> **TASK STATEMENT**
Determine how many lines below hold the string "password". Reply with the number alone.

[Collected data entries]
//! Employee API Module

mod handler;

use axum::{Router, middleware, routing::get};
use shared::Role;

use crate::auth::require_role;
use crate::core::ServerState;

/// Employee router
pub fn router() -> Router<ServerState> {
    Router::new().nest("/api/employees", routes())
}

fn routes() -> Router<ServerState> {
    // 人事路由：admin / hr 可读可建
    let staff_routes = Router::new()
        .route("/", get(handler::list).post(handler::create))
        .route("/{id}", get(handler::get_by_id))
        .layer(middleware::from_fn(require_role(&[Role::Admin, Role::Hr])));

    // 管理路由：仅 admin 可编辑/删除
    let admin_routes = Router::new()
        .route(
            "/{id}",
            axum::routing::put(handler::update).delete(handler::delete),
        )
        .layer(middleware::from_fn(require_role(&[Role::Admin])));

    // 自助路由：任意已登录账号查看自己的档案
    let self_routes = Router::new().route("/my-profile", get(handler::my_profile));

    staff_routes.merge(admin_routes).merge(self_routes)
}
//! Payroll API integration tests

mod common;

use http::StatusCode;
use serde_json::json;

use common::{admin_token, create_employee, register, request, test_app};

#[tokio::test]
async fn test_employee_creation_seeds_payroll_and_deductions_update_recomputes_net() {
    let app = test_app().await;
    let admin = admin_token(&app).await;

    // Admin creates an employee with salary 5000 joining 2024-01-01
    create_employee(&app, &admin, "e@x.com", 5000.0).await;

    // One pending record with net = gross
    let (status, payrolls) = request(&app, "GET", "/api/payroll", Some(&admin), None).await;
    assert_eq!(status, StatusCode::OK);
    let payrolls = payrolls.as_array().unwrap().clone();
    assert_eq!(payrolls.len(), 1);
    assert_eq!(payrolls[0]["netSalary"], 5000.0);
    assert_eq!(payrolls[0]["status"], "Pending");

    // Setting deductions recomputes the net amount
    let id = payrolls[0]["id"].as_str().unwrap();
    let (status, updated) = request(
        &app,
        "PUT",
        &format!("/api/payroll/{id}"),
        Some(&admin),
        Some(json!({ "deductions": 500 })),
    )
    .await;
    assert_eq!(status, StatusCode::OK);
    assert_eq!(updated["grossSalary"], 5000.0);
    assert_eq!(updated["deductions"], 500.0);
    assert_eq!(updated["netSalary"], 4500.0);
}

#[tokio::test]
async fn test_gross_update_also_recomputes_net() {
    let app = test_app().await;
    let admin = admin_token(&app).await;
    create_employee(&app, &admin, "gross@test.com", 4000.0).await;

    let (_, payrolls) = request(&app, "GET", "/api/payroll", Some(&admin), None).await;
    let id = payrolls[0]["id"].as_str().unwrap().to_string();

    let (_, updated) = request(
        &app,
        "PUT",
        &format!("/api/payroll/{id}"),
        Some(&admin),
        Some(json!({ "deductions": 300 })),
    )
    .await;
    assert_eq!(updated["netSalary"], 3700.0);

    let (_, updated) = request(
        &app,
        "PUT",
        &format!("/api/payroll/{id}"),
        Some(&admin),
        Some(json!({ "grossSalary": 6000, "status": "Paid" })),
    )
    .await;
    // Previous deductions retained, net recomputed from the new gross
    assert_eq!(updated["grossSalary"], 6000.0);
    assert_eq!(updated["deductions"], 300.0);
    assert_eq!(updated["netSalary"], 5700.0);
    assert_eq!(updated["status"], "Paid");
}

#[tokio::test]
async fn test_create_payroll_names_missing_fields() {
    let app = test_app().await;
    let admin = admin_token(&app).await;

    let (status, body) = request(
        &app,
        "POST",
        "/api/payroll",
        Some(&admin),
        Some(json!({ "deductions": 100 })),
    )
    .await;

    assert_eq!(status, StatusCode::BAD_REQUEST);
    let message = body["message"].as_str().unwrap();
    for field in ["employee", "periodStartDate", "periodEndDate", "grossSalary"] {
        assert!(message.contains(field), "missing '{field}' in: {message}");
    }
}

#[tokio::test]
async fn test_create_payroll_derives_net_and_defaults_deductions() {
    let app = test_app().await;
    let admin = admin_token(&app).await;
    let profile = create_employee(&app, &admin, "pay@test.com", 3000.0).await;
    let employee_id = profile["id"].as_str().unwrap();

    let (status, created) = request(
        &app,
        "POST",
        "/api/payroll",
        Some(&admin),
        Some(json!({
            "employee": employee_id,
            "periodStartDate": "2024-02-01",
            "periodEndDate": "2024-03-01",
            "grossSalary": 3000,
            "deductions": 450,
        })),
    )
    .await;
    assert_eq!(status, StatusCode::CREATED);
    assert_eq!(created["netSalary"], 2550.0);
    assert_eq!(created["status"], "Pending");

    // Deductions default to 0 when omitted
    let (status, created) = request(
        &app,
        "POST",
        "/api/payroll",
        Some(&admin),
        Some(json!({
            "employee": employee_id,
            "periodStartDate": "2024-03-01",
            "periodEndDate": "2024-04-01",
            "grossSalary": 3000,
        })),
    )
    .await;
    assert_eq!(status, StatusCode::CREATED);
    assert_eq!(created["deductions"], 0.0);
    assert_eq!(created["netSalary"], 3000.0);
}

#[tokio::test]
async fn test_payroll_role_gates() {
    let app = test_app().await;
    let admin = admin_token(&app).await;
    let profile = create_employee(&app, &admin, "gate@test.com", 1000.0).await;
    let employee_id = profile["id"].as_str().unwrap().to_string();

    let hr = register(&app, "Hr", "hr-pay@test.com", "hr").await;
    let hr_token = hr["token"].as_str().unwrap();

    // hr may read...
    let (status, _) = request(&app, "GET", "/api/payroll", Some(hr_token), None).await;
    assert_eq!(status, StatusCode::OK);

    // ...but not create
    let (status, _) = request(
        &app,
        "POST",
        "/api/payroll",
        Some(hr_token),
        Some(json!({
            "employee": employee_id,
            "periodStartDate": "2024-02-01",
            "periodEndDate": "2024-03-01",
            "grossSalary": 100,
        })),
    )
    .await;
    assert_eq!(status, StatusCode::FORBIDDEN);
}

#[tokio::test]
async fn test_my_payslips_resolves_caller_profile() {
    let app = test_app().await;
    let admin = admin_token(&app).await;
    create_employee(&app, &admin, "slips@test.com", 2500.0).await;

    let (_, login) = request(
        &app,
        "POST",
        "/api/auth/login",
        None,
        Some(json!({ "email": "slips@test.com", "password": "employee-pass-1" })),
    )
    .await;
    let token = login["token"].as_str().unwrap();

    let (status, slips) = request(&app, "GET", "/api/payroll/my-payslips", Some(token), None).await;
    assert_eq!(status, StatusCode::OK);
    let slips = slips.as_array().unwrap();
    assert_eq!(slips.len(), 1);
    assert_eq!(slips[0]["grossSalary"], 2500.0);

    // Accounts without a profile get a 404
    let (status, body) = request(&app, "GET", "/api/payroll/my-payslips", Some(&admin), None).await;
    assert_eq!(status, StatusCode::NOT_FOUND);
    assert_eq!(body["message"], "Employee profile not found");
}
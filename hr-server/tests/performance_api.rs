//! Performance Review API integration tests

mod common;

use http::StatusCode;
use serde_json::json;

use common::{admin_token, create_employee, register, request, test_app};

#[tokio::test]
async fn test_create_review_sets_caller_as_reviewer() {
    let app = test_app().await;
    let admin = admin_token(&app).await;
    let profile = create_employee(&app, &admin, "rev@test.com", 1000.0).await;
    let employee_id = profile["id"].as_str().unwrap();

    let (status, review) = request(
        &app,
        "POST",
        "/api/performance",
        Some(&admin),
        Some(json!({ "employeeId": employee_id, "rating": 5, "comments": "excellent work" })),
    )
    .await;

    assert_eq!(status, StatusCode::CREATED);
    assert_eq!(review["rating"], 5);
    assert_eq!(review["comments"], "excellent work");
    assert!(review["reviewDate"].as_i64().unwrap() > 0);

    // Reviewer resolved to the admin account on listings
    let (_, reviews) = request(&app, "GET", "/api/performance", Some(&admin), None).await;
    let reviews = reviews.as_array().unwrap();
    assert_eq!(reviews.len(), 1);
    assert_eq!(reviews[0]["reviewer"]["email"], "admin@test.com");
    assert_eq!(reviews[0]["employee"]["firstName"], "Eva");
}

#[tokio::test]
async fn test_create_review_for_unknown_employee_not_found() {
    let app = test_app().await;
    let admin = admin_token(&app).await;

    let (status, body) = request(
        &app,
        "POST",
        "/api/performance",
        Some(&admin),
        Some(json!({
            "employeeId": "employee:doesnotexist",
            "rating": 3,
            "comments": "who is this",
        })),
    )
    .await;

    assert_eq!(status, StatusCode::NOT_FOUND);
    assert_eq!(body["message"], "Employee not found");
}

#[tokio::test]
async fn test_rating_must_be_between_one_and_five() {
    let app = test_app().await;
    let admin = admin_token(&app).await;
    let profile = create_employee(&app, &admin, "rate@test.com", 1000.0).await;
    let employee_id = profile["id"].as_str().unwrap().to_string();

    for bad_rating in [0, 6, -1] {
        let (status, _) = request(
            &app,
            "POST",
            "/api/performance",
            Some(&admin),
            Some(json!({
                "employeeId": employee_id,
                "rating": bad_rating,
                "comments": "out of range",
            })),
        )
        .await;
        assert_eq!(status, StatusCode::BAD_REQUEST, "rating {bad_rating}");
    }
}

#[tokio::test]
async fn test_create_review_names_missing_fields() {
    let app = test_app().await;
    let admin = admin_token(&app).await;

    let (status, body) = request(
        &app,
        "POST",
        "/api/performance",
        Some(&admin),
        Some(json!({})),
    )
    .await;

    assert_eq!(status, StatusCode::BAD_REQUEST);
    let message = body["message"].as_str().unwrap();
    for field in ["employeeId", "rating", "comments"] {
        assert!(message.contains(field), "missing '{field}' in: {message}");
    }
}

#[tokio::test]
async fn test_performance_role_gates() {
    let app = test_app().await;
    let admin = admin_token(&app).await;
    let profile = create_employee(&app, &admin, "perf-gate@test.com", 1000.0).await;
    let employee_id = profile["id"].as_str().unwrap().to_string();

    // Manager may create and read
    let manager = register(&app, "Mgr", "perf-mgr@test.com", "manager").await;
    let manager_token = manager["token"].as_str().unwrap();
    let (status, _) = request(
        &app,
        "POST",
        "/api/performance",
        Some(manager_token),
        Some(json!({ "employeeId": employee_id, "rating": 4, "comments": "good" })),
    )
    .await;
    assert_eq!(status, StatusCode::CREATED);
    let (status, _) = request(&app, "GET", "/api/performance", Some(manager_token), None).await;
    assert_eq!(status, StatusCode::OK);

    // Hr may read but not create
    let hr = register(&app, "Hr", "perf-hr@test.com", "hr").await;
    let hr_token = hr["token"].as_str().unwrap();
    let (status, _) = request(&app, "GET", "/api/performance", Some(hr_token), None).await;
    assert_eq!(status, StatusCode::OK);
    let (status, _) = request(
        &app,
        "POST",
        "/api/performance",
        Some(hr_token),
        Some(json!({ "employeeId": employee_id, "rating": 2, "comments": "nope" })),
    )
    .await;
    assert_eq!(status, StatusCode::FORBIDDEN);

    // Plain employees may do neither
    let employee = register(&app, "Emp", "perf-emp@test.com", "employee").await;
    let employee_token = employee["token"].as_str().unwrap();
    let (status, _) = request(&app, "GET", "/api/performance", Some(employee_token), None).await;
    assert_eq!(status, StatusCode::FORBIDDEN);
}

#[tokio::test]
async fn test_my_reviews_resolves_caller_profile() {
    let app = test_app().await;
    let admin = admin_token(&app).await;
    let profile = create_employee(&app, &admin, "my-rev@test.com", 1000.0).await;
    let employee_id = profile["id"].as_str().unwrap();

    request(
        &app,
        "POST",
        "/api/performance",
        Some(&admin),
        Some(json!({ "employeeId": employee_id, "rating": 5, "comments": "keep it up" })),
    )
    .await;

    let (_, login) = request(
        &app,
        "POST",
        "/api/auth/login",
        None,
        Some(json!({ "email": "my-rev@test.com", "password": "employee-pass-1" })),
    )
    .await;
    let token = login["token"].as_str().unwrap();

    let (status, reviews) = request(&app, "GET", "/api/performance/my-reviews", Some(token), None).await;
    assert_eq!(status, StatusCode::OK);
    let reviews = reviews.as_array().unwrap();
    assert_eq!(reviews.len(), 1);
    assert_eq!(reviews[0]["comments"], "keep it up");
    assert_eq!(reviews[0]["reviewer"]["displayName"], "Admin One");

    // Accounts without a profile get a 404
    let (status, _) = request(&app, "GET", "/api/performance/my-reviews", Some(&admin), None).await;
    assert_eq!(status, StatusCode::NOT_FOUND);
}
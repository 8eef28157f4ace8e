use hr_server::{Config, Server, ServerState, print_banner, setup_environment};

#[tokio::main]
async fn main() -> Result<(), Box<dyn std::error::Error>> {
    // 1. 设置环境 (dotenv, 日志)
    setup_environment()?;

    // 打印横幅
    print_banner();

    tracing::info!("HRMS Server starting...");

    // 2. 加载配置
    let config = Config::from_env();

    // 3. 初始化服务器状态
    let state = ServerState::initialize(&config).await;

    // 4. 启动 HTTP 服务器
    let server = Server::with_state(config, state);

    if let Err(e) = server.run().await {
        tracing::error!("Server error: {}", e);
        return Err(e.into());
    }

    Ok(())
}
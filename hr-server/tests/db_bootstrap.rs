//! Database bootstrap tests

use hr_server::db::DbService;

#[tokio::test]
async fn test_on_disk_database_bootstrap_is_idempotent() {
    let dir = tempfile::tempdir().expect("failed to create temp dir");
    let db_path = dir.path().join("hrms.db");
    let db_path = db_path.to_string_lossy();

    // First open defines tables and unique indexes
    let service = DbService::new(&db_path).await.expect("first open failed");
    drop(service);

    // let the storage layer release its file lock before reopening
    tokio::time::sleep(std::time::Duration::from_millis(100)).await;

    // Re-opening against the same files must re-run the schema cleanly
    let service = DbService::new(&db_path).await.expect("second open failed");

    // The store answers queries
    service
        .db
        .query("RETURN 1")
        .await
        .expect("probe query failed")
        .check()
        .expect("probe query rejected");
}

#[tokio::test]
async fn test_memory_database_enforces_unique_account_email() {
    let service = DbService::new_memory().await.expect("memory open failed");

    service
        .db
        .query("CREATE account SET displayName = 'A', email = 'dup@x.com', hashPass = 'h', role = 'employee', createdAt = 0")
        .await
        .expect("first insert failed")
        .check()
        .expect("first insert rejected");

    // Unique index on email must reject the second insert at the store level
    let second = service
        .db
        .query("CREATE account SET displayName = 'B', email = 'dup@x.com', hashPass = 'h', role = 'employee', createdAt = 0")
        .await
        .expect("query dispatch failed")
        .check();

    assert!(second.is_err(), "duplicate email insert should be rejected");
}
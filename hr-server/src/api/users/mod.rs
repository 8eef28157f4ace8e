//! Account Management Routes

mod handler;

use axum::{Router, middleware, routing::get};
use shared::Role;

use crate::auth::require_role;
use crate::core::ServerState;

/// Account router
pub fn router() -> Router<ServerState> {
    Router::new().nest("/api/users", routes())
}

fn routes() -> Router<ServerState> {
    // 账号列表：仅 admin
    Router::new()
        .route("/", get(handler::list))
        .layer(middleware::from_fn(require_role(&[Role::Admin])))
}
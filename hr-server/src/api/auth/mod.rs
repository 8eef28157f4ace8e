//! Authentication Routes

mod handler;

use axum::{Router, routing::get, routing::post};

use crate::core::ServerState;

/// Build authentication router
/// - /api/auth/register, /api/auth/login: public (no auth required)
/// - /api/auth/me: protected (handled by global require_auth middleware)
pub fn router() -> Router<ServerState> {
    Router::new()
        // Public routes - no auth middleware applied
        .route("/api/auth/register", post(handler::register))
        .route("/api/auth/login", post(handler::login))
        // Protected route - requires authentication
        .route("/api/auth/me", get(handler::me))
}
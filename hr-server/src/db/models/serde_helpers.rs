//! Common serde helpers for SurrealDB record links
//!
//! 支持两种 RecordId 格式的反序列化：
//! - 字符串格式 "table:id" (来自 API JSON)
//! - SurrealDB 原生格式 (来自数据库)

use serde::{Deserialize, Deserializer, Serializer};
use surrealdb::RecordId;

/// 内部辅助：同时支持字符串和原生 RecordId 格式
#[derive(Debug, Clone)]
struct FlexibleRecordId(RecordId);

impl<'de> Deserialize<'de> for FlexibleRecordId {
    fn deserialize<D>(deserializer: D) -> Result<Self, D::Error>
    where
        D: Deserializer<'de>,
    {
        use serde::de::{self, Visitor};
        use std::fmt;

        struct FlexibleVisitor;

        impl<'de> Visitor<'de> for FlexibleVisitor {
            type Value = FlexibleRecordId;

            fn expecting(&self, formatter: &mut fmt::Formatter) -> fmt::Result {
                formatter.write_str("a string 'table:id' or RecordId")
            }

            fn visit_str<E>(self, value: &str) -> Result<Self::Value, E>
            where
                E: de::Error,
            {
                value
                    .parse::<RecordId>()
                    .map(FlexibleRecordId)
                    .map_err(|_| de::Error::custom(format!("invalid RecordId: {}", value)))
            }

            fn visit_map<M>(self, map: M) -> Result<Self::Value, M::Error>
            where
                M: de::MapAccess<'de>,
            {
                // 委托给 RecordId 原生反序列化
                RecordId::deserialize(de::value::MapAccessDeserializer::new(map))
                    .map(FlexibleRecordId)
            }
        }

        deserializer.deserialize_any(FlexibleVisitor)
    }
}

/// RecordId serialization as "table:id" string
pub mod record_id {
    use super::*;

    pub fn serialize<S>(id: &RecordId, s: S) -> Result<S::Ok, S::Error>
    where
        S: Serializer,
    {
        s.serialize_str(&id.to_string())
    }

    pub fn deserialize<'de, D>(d: D) -> Result<RecordId, D::Error>
    where
        D: Deserializer<'de>,
    {
        FlexibleRecordId::deserialize(d).map(|f| f.0)
    }
}

/// Option<RecordId> serialization
pub mod option_record_id {
    use super::*;

    pub fn serialize<S>(id: &Option<RecordId>, s: S) -> Result<S::Ok, S::Error>
    where
        S: Serializer,
    {
        match id {
            Some(id) => s.serialize_some(&id.to_string()),
            None => s.serialize_none(),
        }
    }

    pub fn deserialize<'de, D>(d: D) -> Result<Option<RecordId>, D::Error>
    where
        D: Deserializer<'de>,
    {
        Option::<FlexibleRecordId>::deserialize(d).map(|opt| opt.map(|f| f.0))
    }
}
//! Server Implementation
//!
//! HTTP 服务器启动和管理

use crate::core::{Config, Result, ServerState};
use crate::services::http::build_router;

/// HTTP Server
pub struct Server {
    config: Config,
    state: Option<ServerState>,
}

impl Server {
    pub fn new(config: Config) -> Self {
        Self {
            config,
            state: None,
        }
    }

    /// Create server with existing state (for sharing with tests/tools)
    pub fn with_state(config: Config, state: ServerState) -> Self {
        Self {
            config,
            state: Some(state),
        }
    }

    pub async fn run(&self) -> Result<()> {
        // Create application state if not provided
        let state = match &self.state {
            Some(s) => s.clone(),
            None => ServerState::initialize(&self.config).await,
        };

        let app = build_router(state);

        let addr = std::net::SocketAddr::from(([0, 0, 0, 0], self.config.http_port));
        let listener = tokio::net::TcpListener::bind(addr).await?;

        tracing::info!("HRMS Server listening on http://{}", addr);

        let shutdown = async {
            let _ = tokio::signal::ctrl_c().await;
            tracing::info!("Shutting down...");
        };

        axum::serve(listener, app)
            .with_graceful_shutdown(shutdown)
            .await?;

        Ok(())
    }
}
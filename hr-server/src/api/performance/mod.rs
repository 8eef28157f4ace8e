//! Performance Review API Module

mod handler;

use axum::{Router, middleware, routing::get};
use shared::Role;

use crate::auth::require_role;
use crate::core::ServerState;

/// Performance router
pub fn router() -> Router<ServerState> {
    Router::new().nest("/api/performance", routes())
}

fn routes() -> Router<ServerState> {
    // 读取路由：admin / manager / hr
    let read_routes = Router::new()
        .route("/", get(handler::list))
        .layer(middleware::from_fn(require_role(&[
            Role::Admin,
            Role::Manager,
            Role::Hr,
        ])));

    // 创建路由：admin / manager
    let write_routes = Router::new()
        .route("/", axum::routing::post(handler::create))
        .layer(middleware::from_fn(require_role(&[
            Role::Admin,
            Role::Manager,
        ])));

    // 自助路由：任意已登录账号查看自己的考核
    let self_routes = Router::new().route("/my-reviews", get(handler::my_reviews));

    read_routes.merge(write_routes).merge(self_routes)
}
//! 认证模块
//!
//! - [`jwt`] - JWT 令牌服务
//! - [`middleware`] - 认证和角色白名单中间件

pub mod jwt;
pub mod middleware;

pub use jwt::{Claims, JwtConfig, JwtError, JwtService};
pub use middleware::{CurrentUser, require_auth, require_role, role_allowed};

> **RESPONSE**
2